The approach that Cognitive takes is different from a usability consultant or a web designer,” said Stevens. “They approach it from the user’s perspective. They don’t ask the user, “What do you want,” or “What would you like to see,” because most users can’t articulate that. What users can articulate is, “This is what I do.

Still, Crawford said, “When Martin first encouraged me to get the Cognitive Group and engage them, I was somewhat leery, especially after what I’d been through,” said Crawford. But those apprehensions were quickly laid to rest.

Crawford said Cognitive also has “a storing understanding of the financial services industry”  which further helped develop crisp, yet detailed reporting very much focused on delivering the right information to the end user.

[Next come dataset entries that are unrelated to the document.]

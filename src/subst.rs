//! Main module for subst library functionality

pub mod error;
pub mod lexing;
pub mod parsing;
pub mod pipeline;
pub mod processor;
pub mod rules;
pub mod testing;

pub use error::{Result, ScriptError, ScriptErrorKind, SubstError};
pub use parsing::RuleParser;
pub use pipeline::Transform;
pub use processor::{process, transform, Mode};
pub use rules::{Rule, RuleSet, Scope, Substitution};
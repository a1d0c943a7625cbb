//! # subst
//!
//! A text filter driven by a small rule script of ordered regular-expression
//! substitutions.
//!
//! A script is a sequence of rules of the form
//!
//! ```text
//! line "pattern" with "replacement"
//! text `pattern` with `replacement`
//! ```
//!
//! `line` rules run on every input line (after trailing whitespace is removed),
//! `text` rules run on the whole text once the lines have been joined back
//! together. See [subst::processor] for how the two scopes interact.

pub mod subst;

Cognitive met with representative groups of managers and executives and commenced an exhaustive videotaped analysis of those workers on the job. Workers were asked to explain what they were doing, how they accomplished tasks and why they did things the way they did. The videotaping captured the workers, their environment and the existing tools and working documents, both paper and electronic.

The videotapes were then analyzed by Cognitive’s team of experts in cognitive ergonomics and task analysis. From this analysis, Cognitive identified a hierarchical structure of goals, tasks and the optimal way to accomplish these tasks. From this complex analysis, Cognitive then designed a new intuitive interface that would meet virtually all user needs. Depending on the information requirements, Cognitive also then developed new query algorithms to seamlessly tie the interface to the BI tools and the underlying databases.

Cognitive brought together the various dimensions, the way we needed to slice and dice our data that was relevant to a broader group,” said Crawford. “We had a lot of one-off requests for specific queries, but they quite capably gathered all those various one-offs and combined them in and still designed a reporting tool for a much broader audience.

The company’s approach to cognitive ergonomics and task analysis puts the firm “a significant step ahead” of other consultants according to Crawford by focusing on the presentation layer and then working with RBC to launch the e-metrics portal with executives.

What I’m generally noticing is (other consultants) walk away with their interpretation of their notes and have at least one, two, maybe three times they want to come back to the table to ask for clarification of their notes because they’re still not clear of what they wrote down at the time,” said Crawford. “Cognitive reverts back to the video sessions and quite capably tackles the issue head on and does not have to continually come back to us for further clarification.

With the portal redesign completed and relaunched in July 2002, Crawford said RBC now has “a strong utilization of the tool over the initial launch” with nothing but complements from users.

“Cognitive has a knack of putting thoughts and ideas into actual practical implementation and execution. I found them an excellent resource and would use them again most definitely if we had that kind of project again.”